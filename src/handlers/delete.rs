//! Delete handler for the schedule MCP server

use crate::ScheduleServerHandler;
use crate::validation;
use mcp_attr::{Result as McpResult, bail_public};

impl ScheduleServerHandler {
    pub async fn handle_delete(&self, id: String) -> McpResult<String> {
        let id = validation::normalize_project_id(&id);
        let mut data = self.data.lock().unwrap();
        let previous = data.clone();

        let removed = match data.delete(&id) {
            Ok(project) => project,
            Err(_) => {
                let error_msg = validation::format_unknown_project_error(&id, &data);
                drop(data);
                bail_public!(_, "{}", error_msg);
            }
        };

        if let Err(e) = self.commit(&mut data, previous) {
            drop(data);
            bail_public!(_, "Failed to save: {}", e);
        }
        drop(data);
        tracing::info!("project {} deleted", removed.id);

        Ok(format!("Deleted project {} ({})", removed.id, removed.name))
    }
}
//! Phase preview handler for the schedule MCP server

use crate::ScheduleServerHandler;
use crate::formatting;
use crate::schedule::{PhaseSet, TouchedFlags, derive_phases};
use crate::validation;
use mcp_attr::Result as McpResult;

impl ScheduleServerHandler {
    /// Runs the phase deriver once over the given form values. Nothing is stored.
    #[allow(clippy::too_many_arguments)]
    pub async fn handle_derive_phases(
        &self,
        primary_start: Option<String>,
        fitting_start: Option<String>,
        fitting_end: Option<String>,
        prep_start: Option<String>,
        prep_end: Option<String>,
        fitting_touched: Option<bool>,
        prep_touched: Option<bool>,
    ) -> McpResult<String> {
        let primary_start = validation::parse_optional_date(primary_start.as_deref())?;
        let current = PhaseSet {
            fitting: validation::parse_phase_dates(
                fitting_start.as_deref(),
                fitting_end.as_deref(),
            )?,
            prep: validation::parse_phase_dates(prep_start.as_deref(), prep_end.as_deref())?,
        };
        let touched = TouchedFlags {
            fitting: fitting_touched.unwrap_or(false),
            prep: prep_touched.unwrap_or(false),
        };

        let derived = derive_phases(primary_start, &current, touched, &self.phase_policy);

        let mut result = match primary_start {
            Some(start) => format!("Phases for shooting starting {}:\n", start),
            None => "No shooting start date; phases left as given:\n".to_string(),
        };
        result.push_str(&formatting::format_phase_set(&derived));
        Ok(result)
    }
}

+===+

Every entry above needs to be duplicated exactly.

filename src/handlers/delete.rs
//! Delete handler for the schedule MCP server

use crate::ScheduleServerHandler;
use crate::validation;
use mcp_attr::{Result as McpResult, bail_public};

impl ScheduleServerHandler {
    pub async fn handle_delete(&self, id: String) -> McpResult<String> {
        let id = validation::normalize_project_id(&id);
        let mut data = self.data.lock().unwrap();
        let previous = data.clone();

        let removed = match data.delete(&id) {
            Ok(project) => project,
            Err(_) => {
                let error_msg = validation::format_unknown_project_error(&id, &data);
                drop(data);
                bail_public!(_, "{}", error_msg);
            }
        };

        if let Err(e) = self.commit(&mut data, previous) {
            drop(data);
            bail_public!(_, "Failed to save: {}", e);
        }
        drop(data);
        tracing::info!("project {} deleted", removed.id);

        Ok(format!("Deleted project {} ({})", removed.id, removed.name))
    }
}
//! Phase preview handler for the schedule MCP server

use crate::ScheduleServerHandler;
use crate::formatting;
use crate::schedule::{PhaseSet, TouchedFlags, derive_phases};
use crate::validation;
use mcp_attr::Result as McpResult;

impl ScheduleServerHandler {
    /// Runs the phase deriver once over the given form values. Nothing is stored.
    #[allow(clippy::too_many_arguments)]
    pub async fn handle_derive_phases(
        &self,
        primary_start: Option<String>,
        fitting_start: Option<String>,
        fitting_end: Option<String>,
        prep_start: Option<String>,
        prep_end: Option<String>,
        fitting_touched: Option<bool>,
        prep_touched: Option<bool>,
    ) -> McpResult<String> {
        let primary_start = validation::parse_optional_date(primary_start.as_deref())?;
        let current = PhaseSet {
            fitting: validation::parse_phase_dates(
                fitting_start.as_deref(),
                fitting_end.as_deref(),
            )?,
            prep: validation::parse_phase_dates(prep_start.as_deref(), prep_end.as_deref())?,
        };
        let touched = TouchedFlags {
            fitting: fitting_touched.unwrap_or(false),
            prep: prep_touched.unwrap_or(false),
        };

        let derived = derive_phases(primary_start, &current, touched, &self.phase_policy);

        let mut result = match primary_start {
            Some(start) => format!("Phases for shooting starting {}:\n", start),
            None => "No shooting start date; phases left as given:\n".to_string(),
        };
        result.push_str(&formatting::format_phase_set(&derived));
        Ok(result)
    }
}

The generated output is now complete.